S&P 500 rises as Wall Street tries to recover from rocky start to 2021

The S&P 500 rose slightly on Tuesday, recovering some of their sharp losses from the previous session, as traders turned their focus to two key elections in Georgia.

The broader-market index advanced 0.1%, and the Nasdaq Composite climbed 0.4%. The Dow Jones Industrial Average, meanwhile, fell just 3 points.

Energy stocks advanced about 3% after OPEC and Russia reportedly reached a deal on an oil production plan. Chevron traded higher by more than 1%. The news also sent U.S. oil futures up about 5% to break above $50 per barrel for the first time since February.

Earlier in the session, stocks also got a boost after the release of better-than-expected U.S. manufacturing data. The Institute for Supply Management said its manufacturing index rose to 60.7 in December from 57.5 in November. Economists polled by Dow Jones expected the index to come in at 57.

Georgia runoff elections will determine whether Republicans can hold on to control in the Senate. Many fear that increased tax rates and more progressive policies could weigh on the market if Democrats gain control of the Senate.

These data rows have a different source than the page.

//! Recorder state machine
//!
//! `RecorderState` is the single owner of connection status, participant
//! session, segment progression and the sample buffer. It is synchronous and
//! clock-free: callers pass `Instant`s in, which keeps every transition
//! testable without threads or timers.
//!
//! ```text
//! Disconnected --connect--> ConnectedIdle --start--> ConnectedRecording
//!      ^                         ^                          |
//!      |                         +----------stop------------+
//!      +------------------disconnect (any state)------------+
//! ```

use std::time::{Duration, Instant};
use tracing::{debug, info, warn};
use crate::error::{RecorderError, RecorderResult};
use crate::sample::Sample;
use crate::segment::{SegmentPlan, SegmentView, STOP_LABEL};
use crate::session::Session;
use crate::stopwatch::{Stopwatch, STOPWATCH_ZERO};

/// Coarse controller state
#[derive(Debug, Clone, Copy, PartialEq, Eq)]
pub enum Phase {
    Disconnected,
    ConnectedIdle,
    ConnectedRecording,
}

#[derive(Debug, Clone)]
struct ActiveRecording {
    index: usize,
    key: String,
    generation: u64,
    stopwatch: Stopwatch,
}

/// A recording that just ended, ready to be persisted
#[derive(Debug, Clone)]
pub struct FinishedRecording {
    pub key: String,
    pub index: usize,
    pub generation: u64,
    pub elapsed: Duration,
    pub samples: Vec<Sample>,
    /// Samples refused because their channel count was wrong
    pub dropped: usize,
    /// Ended by a disconnect rather than by the operator
    pub interrupted: bool,
}

/// Outcome of a toggle on a segment control
#[derive(Debug, Clone)]
pub enum Toggle {
    Started { generation: u64 },
    Stopped(FinishedRecording),
}

/// Immutable view published to the display after every change
#[derive(Debug, Clone, PartialEq)]
pub struct RecorderSnapshot {
    pub phase: Phase,
    pub participant_id: String,
    pub segments: Vec<SegmentView>,
    pub stopwatch: String,
    pub buffered_samples: usize,
    pub recording_key: Option<String>,
}

impl RecorderSnapshot {
    pub fn connected(&self) -> bool {
        self.phase != Phase::Disconnected
    }

    pub fn is_recording(&self) -> bool {
        self.phase == Phase::ConnectedRecording
    }
}

pub struct RecorderState {
    plan: SegmentPlan,
    session: Session,
    connected: bool,
    active: Option<ActiveRecording>,
    buffer: Vec<Sample>,
    dropped: usize,
    generation: u64,
    stopwatch_text: String,
    channel_count: usize,
}

impl RecorderState {
    /// Create a disconnected recorder for the given plan.
    /// Samples whose width differs from `channel_count` are rejected.
    pub fn new(plan: SegmentPlan, channel_count: usize) -> Self {
        Self {
            plan,
            session: Session::new(),
            connected: false,
            active: None,
            buffer: Vec::new(),
            dropped: 0,
            generation: 0,
            stopwatch_text: STOPWATCH_ZERO.to_string(),
            channel_count,
        }
    }

    pub fn phase(&self) -> Phase {
        match (self.connected, &self.active) {
            (false, _) => Phase::Disconnected,
            (true, None) => Phase::ConnectedIdle,
            (true, Some(_)) => Phase::ConnectedRecording,
        }
    }

    pub fn session(&self) -> &Session {
        &self.session
    }

    pub fn plan(&self) -> &SegmentPlan {
        &self.plan
    }

    pub fn buffered_samples(&self) -> usize {
        self.buffer.len()
    }

    /// Malformed samples refused during the current recording
    pub fn dropped_samples(&self) -> usize {
        self.dropped
    }

    /// Generation of the running recording, if any
    pub fn active_generation(&self) -> Option<u64> {
        self.active.as_ref().map(|active| active.generation)
    }

    pub fn on_connected(&mut self) {
        if self.connected {
            return;
        }
        self.connected = true;
        self.stopwatch_text = STOPWATCH_ZERO.to_string();
        info!("Device connected");
    }

    /// Drop to `Disconnected`. A recording in progress is ended and returned
    /// so its partial data can still be saved; its segment stays open.
    pub fn on_disconnected(&mut self, now: Instant) -> Option<FinishedRecording> {
        if !self.connected {
            return None;
        }
        self.connected = false;
        info!("Device disconnected");

        let active = self.active.take()?;
        let elapsed = active.stopwatch.elapsed_at(now);
        self.session.record_duration(&active.key, elapsed);
        self.stopwatch_text = STOPWATCH_ZERO.to_string();
        warn!("Recording of {} interrupted after {:.2}s", active.key, elapsed.as_secs_f64());

        Some(FinishedRecording {
            key: active.key,
            index: active.index,
            generation: active.generation,
            elapsed,
            samples: std::mem::take(&mut self.buffer),
            dropped: std::mem::take(&mut self.dropped),
            interrupted: true,
        })
    }

    /// Update the participant identifier. Edits are refused while recording.
    pub fn set_participant_id(&mut self, raw: &str) -> bool {
        if self.active.is_some() {
            debug!("Ignoring participant ID edit during recording");
            return false;
        }
        self.session.set_participant_id(raw)
    }

    /// Whether the control for segment `index` accepts a toggle right now
    pub fn is_segment_enabled(&self, index: usize) -> bool {
        if !self.connected || !self.session.has_participant() {
            return false;
        }
        match &self.active {
            Some(active) => active.index == index,
            None => self.plan.cursor() == Some(index),
        }
    }

    /// Start or stop the segment depending on its current state
    pub fn toggle(&mut self, key: &str, now: Instant) -> RecorderResult<Toggle> {
        let recording_this = self.active.as_ref().map_or(false, |active| active.key == key);
        if recording_this {
            self.stop(key, now).map(Toggle::Stopped)
        } else {
            self.start(key, now).map(|generation| Toggle::Started { generation })
        }
    }

    /// Begin recording `key`; returns the new recording generation
    pub fn start(&mut self, key: &str, now: Instant) -> RecorderResult<u64> {
        let index = self.plan.index_of(key)?;

        if !self.connected {
            return Err(unavailable(key, "device not connected"));
        }
        if !self.session.has_participant() {
            return Err(RecorderError::MissingParticipant);
        }
        if self.active.is_some() {
            return Err(unavailable(key, "another segment is recording"));
        }
        if self.plan.is_completed(index) {
            return Err(unavailable(key, "segment already recorded"));
        }
        if self.plan.cursor() != Some(index) {
            return Err(unavailable(key, "previous segment not recorded yet"));
        }

        self.generation += 1;
        self.buffer = Vec::new();
        self.dropped = 0;
        self.stopwatch_text = STOPWATCH_ZERO.to_string();
        self.active = Some(ActiveRecording {
            index,
            key: key.to_string(),
            generation: self.generation,
            stopwatch: Stopwatch::start(now),
        });

        info!("Recording {} for participant {} (generation {})",
              key, self.session.participant_id(), self.generation);
        Ok(self.generation)
    }

    /// Finish recording `key`. The segment is marked completed and its
    /// duration recorded; the caller persists the returned samples.
    pub fn stop(&mut self, key: &str, now: Instant) -> RecorderResult<FinishedRecording> {
        let index = self.plan.index_of(key)?;
        match &self.active {
            Some(active) if active.index == index => {}
            Some(_) => return Err(unavailable(key, "a different segment is recording")),
            None => return Err(unavailable(key, "segment is not recording")),
        }

        let active = match self.active.take() {
            Some(active) => active,
            None => return Err(unavailable(key, "segment is not recording")),
        };
        let elapsed = active.stopwatch.elapsed_at(now);
        self.session.record_duration(&active.key, elapsed);
        self.plan.mark_completed(index);
        self.stopwatch_text = STOPWATCH_ZERO.to_string();

        info!("Stopped {} after {:.2}s with {} samples",
              key, elapsed.as_secs_f64(), self.buffer.len());
        Ok(FinishedRecording {
            key: active.key,
            index,
            generation: active.generation,
            elapsed,
            samples: std::mem::take(&mut self.buffer),
            dropped: std::mem::take(&mut self.dropped),
            interrupted: false,
        })
    }

    /// Make a completed segment recordable again, e.g. after its save failed
    pub fn reopen(&mut self, key: &str) -> RecorderResult<()> {
        let index = self.plan.index_of(key)?;
        self.plan.reopen(index);
        Ok(())
    }

    /// Append a sample from the pull loop of `generation`.
    /// Returns false when the sample was dropped as stale or malformed.
    pub fn push_sample(&mut self, generation: u64, sample: Sample) -> bool {
        if self.active_generation() != Some(generation) {
            return false;
        }
        if let Err(e) = sample.validate(self.channel_count) {
            // Warn once per recording; a bad stream repeats this for every sample
            if self.dropped == 0 {
                warn!("Dropping sample: {}", e);
            } else {
                debug!("Dropping sample: {}", e);
            }
            self.dropped += 1;
            return false;
        }
        self.buffer.push(sample);
        true
    }

    /// Refresh the stopwatch text for the running recording
    pub fn tick(&mut self, generation: u64, now: Instant) -> bool {
        match &self.active {
            Some(active) if active.generation == generation => {
                self.stopwatch_text = active.stopwatch.display_at(now);
                true
            }
            _ => false,
        }
    }

    pub fn stopwatch_text(&self) -> &str {
        &self.stopwatch_text
    }

    pub fn segments(&self) -> Vec<SegmentView> {
        self.plan
            .specs()
            .iter()
            .enumerate()
            .map(|(index, spec)| {
                let recording = self.active.as_ref().map_or(false, |a| a.index == index);
                SegmentView {
                    key: spec.key.clone(),
                    label: if recording { STOP_LABEL.to_string() } else { spec.label.clone() },
                    enabled: self.is_segment_enabled(index),
                    recording,
                    completed: self.plan.is_completed(index),
                }
            })
            .collect()
    }

    pub fn snapshot(&self) -> RecorderSnapshot {
        RecorderSnapshot {
            phase: self.phase(),
            participant_id: self.session.participant_id().to_string(),
            segments: self.segments(),
            stopwatch: self.stopwatch_text.clone(),
            buffered_samples: self.buffer.len(),
            recording_key: self.active.as_ref().map(|a| a.key.clone()),
        }
    }
}

fn unavailable(key: &str, reason: &'static str) -> RecorderError {
    RecorderError::SegmentUnavailable {
        key: key.to_string(),
        reason,
    }
}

However, such an outcome could create an opportunity for a bigger and faster spending package.

“Today’s Georgia Senate runoff could have substantial implications for the markets if both Democrat candidates win,” wrote Tom Essaye, founder of The Sevens Report. “We don’t view a Democrat Senate as a bearish game changer in the short term because there would still be a lot of positives in this market. But it would be a new and unaccounted for initial head-wind on stocks.”

Meanwhile, rising Covid-19 cases globally and new lockdown restrictions continued to keep investors on edge. More than 85 million Covid-19 cases have been confirmed globally, including 20.8 million in the U.S., according to data from Johns Hopkins University.

On Monday, England imposed a third coronavirus lockdown as the region grapples with a more transmissible variant of Covid-19. New York state has confirmed its first case of the new strain, Gov. Andrew Cuomo said Monday.

“Investors are feeling antsy this week,” Lindsey Bell, chief investment strategist at Ally Invest, said in an email. “COVID cases continue to spike, with a new variant of the virus spreading across the globe…runoff races in Georgia could decide the makeup of the Senate, and the market generally has performed better in a split Congress.”

The moves in stocks came after a sharp sell-off on Wall Street to kick off 2021. The S&P 500 fell 1.5% on Monday, posting its worst daily performance since Oct. 27. Ten out of 11 S&P 500 sectors registered losses, led by real estate.

The blue-chip Dow shed 382 points after tumbling as much as 700 points at its low of the day. The Nasdaq Composite declined 1.4% as the FAANG block all slumped to start the new year.